Searchable abstracts of presentations at key conferences in endocrinology
Endocrine Abstracts (2016) 43 OC30 | DOI: 10.1530/endoabs.43.OC30

WCTD2016 Abstract Topics GCP Learning and Best Practice (1 abstracts)

Contribution to a Better Understanding of Aspects of Type 2 Diabetes Mellitus Treatment in the Elderly. What is the optimal target serum concentration of HbA1c?

Jiří Nakládal & Hana Matějovská Kubešová


Department of Internal Medicine, Geriatrics and General Practice, Faculty Hospital and Medical Faculty of Masaryk University Brno, Brno, Czech Republic.


Background: The prevalence of type 2 diabetes mellitus is very high among elderly people and can faster the cognitive decline and the loss of independence, if not treated adequately.
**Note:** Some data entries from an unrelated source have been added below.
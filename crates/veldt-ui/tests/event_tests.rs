//! Event routing: hover tracking, push grabs, overlay dispatch.

use std::cell::Cell;
use std::rc::Rc;
use std::time::Instant;
use veldt_core::geometry::Rect;
use veldt_core::math::Vec2;
use veldt_ui::base::widget_at;
use veldt_ui::hook::{HookBinding, WidgetHook};
use veldt_ui::style::StyleRegistry;
use veldt_ui::widgets::{Scrollbar, Window};
use veldt_ui::{
    DrawCommand, DrawContext, Event, MouseButton, Ui, Widget,
};

fn move_to(x: f32, y: f32) -> Event {
    Event::Move { pos: Vec2::new(x, y) }
}

#[test]
fn test_hover_tracks_topmost_widget() {
    let styles = StyleRegistry::default();
    let mut window = Window::new(&styles, 200, 200, "hover");
    let bar = Scrollbar::new(&styles, Rect::new(0, 0, 20, 200));
    let bar_id = bar.base().id();
    let win_id = window.base().id();
    window.add(bar);
    let mut ui = Ui::new(styles, window);
    let t0 = Instant::now();

    ui.handle(move_to(10.0, 100.0), t0);
    assert_eq!(ui.router().hovered(), Some(bar_id));

    ui.handle(move_to(100.0, 100.0), t0);
    assert_eq!(ui.router().hovered(), Some(win_id));

    ui.handle(move_to(500.0, 100.0), t0);
    assert_eq!(ui.router().hovered(), None);
}

#[test]
fn test_widget_at_prefers_later_siblings() {
    let styles = StyleRegistry::default();
    let mut window = Window::new(&styles, 200, 200, "stack");
    let below = Scrollbar::new(&styles, Rect::new(0, 0, 100, 100));
    let above = Scrollbar::new(&styles, Rect::new(50, 50, 100, 100));
    let above_id = above.base().id();
    window.add(below);
    window.add(above);

    // In the overlap region the widget added last is on top.
    assert_eq!(widget_at(&window, Vec2::new(75.0, 75.0)), Some(above_id));
}

#[test]
fn test_widget_at_skips_hidden() {
    let styles = StyleRegistry::default();
    let mut window = Window::new(&styles, 200, 200, "hidden");
    let mut bar = Scrollbar::new(&styles, Rect::new(0, 0, 100, 100));
    bar.hide();
    let win_id = window.base().id();
    window.add(bar);
    assert_eq!(widget_at(&window, Vec2::new(50.0, 50.0)), Some(win_id));
}

#[test]
fn test_unconsumed_press_leaves_no_grab() {
    let styles = StyleRegistry::default();
    let window = Window::new(&styles, 200, 200, "empty");
    let mut ui = Ui::new(styles, window);
    let t0 = Instant::now();

    // An empty window consumes nothing.
    assert!(!ui.handle(
        Event::Push { pos: Vec2::new(50.0, 50.0), button: MouseButton::Left },
        t0
    ));
    assert_eq!(ui.router().pushed(), None);
}

struct OverlayHook {
    drawn: Rc<Cell<u32>>,
}

impl WidgetHook for OverlayHook {
    fn draw_overlay(&self, widget: &mut dyn Widget, ctx: &mut DrawContext<'_>) {
        let bounds = widget.base().bounds();
        ctx.list.quad(
            Rect::new(bounds.x, bounds.y, bounds.w, 2),
            veldt_core::color::Color::RED,
        );
        self.drawn.set(self.drawn.get() + 1);
    }
}

#[test]
fn test_overlay_draws_after_tree() {
    let styles = StyleRegistry::default();
    let mut window = Window::new(&styles, 200, 200, "overlay");
    let drawn = Rc::new(Cell::new(0));
    window
        .base_mut()
        .set_hooks(HookBinding::new(Rc::new(OverlayHook { drawn: Rc::clone(&drawn) })));
    window.add(Scrollbar::new(&styles, Rect::new(0, 0, 20, 200)));
    let mut ui = Ui::new(styles, window);

    let list = ui.draw();
    assert_eq!(drawn.get(), 1);
    // The overlay quad is the last command of the frame.
    let overlay_rect = Rect::new(0, 0, 200, 2);
    match list.commands().last() {
        Some(DrawCommand::Quad { rect, .. }) => assert_eq!(*rect, overlay_rect),
        other => panic!("expected overlay quad last, got {other:?}"),
    }
}

#[test]
fn test_needs_redraw_reflects_damage() {
    let styles = StyleRegistry::default();
    let mut window = Window::new(&styles, 200, 200, "damage");
    let bar = Scrollbar::new(&styles, Rect::new(0, 0, 20, 200));
    let bar_id = bar.base().id();
    window.add(bar);
    let mut ui = Ui::new(styles, window);

    assert!(ui.needs_redraw());
    ui.draw();
    assert!(!ui.needs_redraw());

    ui.find_mut(bar_id).unwrap().base_mut().redraw();
    assert!(ui.needs_redraw());
}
Another topic not clearly explained yet is the relationship between vitamin D and type 2 diabetes mellitus.

Objective: The aim of our work is to reveal relationship between diabetes control and self-sufficiency and to determine the possible impact of the current levels of vitamin D in elderly hospitalized patients.

Methods: We studied retrospectively the group of hospitalized patients of age 65+ with type 2 diabetes mellitus. Each patient included into our study was assessed according to Comprehensive Geriatric Assessment tool. The serum levels of glycated hemoglobin (HbA1c), C-peptid fasting and after breakfest and vitamin D were determined. Data were analyzed by descriptive statistical methods, Student’s T-Test and regression analysis.

Results: Alltogether 77 patients (average age 82.7+7.08 years, median 84 years, 56 women, 21 men) fulfilled the inclusion criteria. The average HbA1c serum concentration was 50.5+12.5, median 47 mmol/mol and decreased with age. The average fasting and after breakfest C-peptid serum level was 1222.1+997.1 resp. 2340.0+1535.3 pmol/l. Vitamin D serum levels ranged from unmeasurable values to 100 nmol/l with average 23.3+19.7 nmol/l and median 17 nmol/l and decreased with age. Seniors with vitamin D serum level below 10 nmol/l showed significantly lower C-peptid serum levels – fasting and after breakfest (P=0.033; P=0.027). Despite it we have found significant positive correlation between vitamin D serum level and HbA1c (r=0.257, P=0.05). The curve of HbA1c and parameters of self-sufficiency dependence was “J” shaped with optimal HbA1c levels between 50 and 70 mmol/mol.

Conclusions: Sufficient vitamin D serum levels were connected with higher insulin secretion and better self-sufficiency parameters. Optimal HbA1c serum concentration was between 50 and 70 mmol/l from self-sufficiency parameters point of view.